- [Your task] Gather all lines in the entries below that include the word "struct".

------ Provided records ------

//! Declarative attribute descriptions and the typed shells built from them

use serde::Deserialize;

/// Scalar type of an exposed attribute
#[derive(Debug, Clone, Copy, Default, PartialEq, Eq)]
pub enum AttributeType {
    /// Boolean
    Bool,
    /// Signed integer
    Integer,
    /// Double precision float
    Double,
    /// Single precision float
    Float,
    /// Text
    #[default]
    String,
}

impl AttributeType {
    /// Parse a type name from a descriptor
    ///
    /// Accepts plain names (`"integer"`) as well as the Tango style names used by older
    /// configuration sources (`"DevLong"`). Anything unrecognized, including the empty
    /// string, falls back to `String`.
    pub fn from_name(name: &str) -> Self {
        match name {
            "boolean" | "bool" | "DevBoolean" => Self::Bool,
            "integer" | "int" | "DevLong" => Self::Integer,
            "double" | "DevDouble" => Self::Double,
            "float" | "DevFloat" => Self::Float,
            _ => Self::String,
        }
    }
}

/// Write access mode of an exposed attribute
#[derive(Debug, Clone, Copy, Default, PartialEq, Eq)]
pub enum AccessMode {
    /// Clients may only read
    ReadOnly,
    /// Clients may only write
    WriteOnly,
    /// Clients may read and write
    #[default]
    ReadWrite,
    /// Read attribute paired with a separate write attribute
    ReadWithWrite,
}

impl AccessMode {
    /// Parse a write mode name from a descriptor
    ///
    /// Accepts plain names (`"read-only"`) as well as the Tango style names
    /// (`"READ_WRITE"`). Anything unrecognized, including the empty string, falls back to
    /// `ReadWrite`.
    pub fn from_name(name: &str) -> Self {
        match name {
            "read-only" | "READ" => Self::ReadOnly,
            "write-only" | "WRITE" => Self::WriteOnly,
            "read-write" | "READ_WRITE" => Self::ReadWrite,
            "read-with-write" | "READ_WITH_WRITE" => Self::ReadWithWrite,
            _ => Self::ReadWrite,
        }
    }

    /// Whether reads are served in this mode
    pub fn is_readable(&self) -> bool {
        !matches!(self, Self::WriteOnly)
    }

    /// Whether writes are accepted in this mode
    pub fn is_writable(&self) -> bool {
        !matches!(self, Self::ReadOnly)
    }
}

/// Declarative description of one dynamic attribute
///
/// This is the wire format, as one entry of the startup attribute list or the payload of
/// the runtime add command. Optional fields use the empty string for "not set" on the
/// wire; [AttributeDefinition] is the built form with explicit absence.
#[derive(Debug, Clone, Default, PartialEq, Deserialize)]
pub struct AttributeSpec {
    /// Unique attribute name
    pub name: String,
    /// Object dictionary address; empty means the descriptor is skipped
    #[serde(alias = "register")]
    pub address: String,
    /// Scalar type name; empty means string
    #[serde(default, alias = "data_type")]
    pub value_type: String,
    /// Write mode name; empty means read-write
    #[serde(default, alias = "write_type")]
    pub write_mode: String,
    /// Engineering unit
    #[serde(default)]
    pub unit: String,
    /// Lower limit; applied only together with an unequal `max_value`
    #[serde(default)]
    pub min_value: String,
    /// Upper limit; applied only together with an unequal `min_value`
    #[serde(default)]
    pub max_value: String,
    /// Lower alarm threshold
    #[serde(default)]
    pub min_alarm: String,
    /// Upper alarm threshold
    #[serde(default)]
    pub max_alarm: String,
    /// Lower warning threshold
    #[serde(default)]
    pub min_warning: String,
    /// Upper warning threshold
    #[serde(default)]
    pub max_warning: String,
}

/// A fully built, typed attribute shell ready to hand to the framework
#[derive(Debug, Clone, PartialEq)]
pub struct AttributeDefinition {
    /// Attribute name
    pub name: String,
    /// Scalar type
    pub value_type: AttributeType,
    /// Write access mode
    pub access: AccessMode,
    /// Engineering unit, if set
    pub unit: Option<String>,
    /// Lower limit; present only when `max_value` is too
    pub min_value: Option<String>,
    /// Upper limit; present only when `min_value` is too
    pub max_value: Option<String>,
    /// Lower alarm threshold, if set
    pub min_alarm: Option<String>,
    /// Upper alarm threshold, if set
    pub max_alarm: Option<String>,
    /// Lower warning threshold, if set
    pub min_warning: Option<String>,
    /// Upper warning threshold, if set
    pub max_warning: Option<String>,
}

impl AttributeDefinition {
    /// Build the typed shell for a descriptor
    ///
    /// Unknown type and mode names fall back to their defaults rather than failing. The
    /// min/max pair is applied only when both are set and differ; equal bounds mean no
    /// constraint was supplied.
    pub fn from_spec(spec: &AttributeSpec) -> Self {
        fn set(s: &str) -> Option<String> {
            if s.is_empty() {
                None
            } else {
                Some(s.to_string())
            }
        }

        let limits_apply = !spec.min_value.is_empty()
            && !spec.max_value.is_empty()
            && spec.min_value != spec.max_value;

        Self {
            name: spec.name.clone(),
            value_type: AttributeType::from_name(&spec.value_type),
            access: AccessMode::from_name(&spec.write_mode),
            unit: set(&spec.unit),
            min_value: limits_apply.then(|| spec.min_value.clone()),
            max_value: limits_apply.then(|| spec.max_value.clone()),
            min_alarm: set(&spec.min_alarm),
            max_alarm: set(&spec.max_alarm),
            min_warning: set(&spec.min_warning),
            max_warning: set(&spec.max_warning),
        }
    }
}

------

- [Expected output]
pub struct AttributeSpec {
pub struct AttributeDefinition {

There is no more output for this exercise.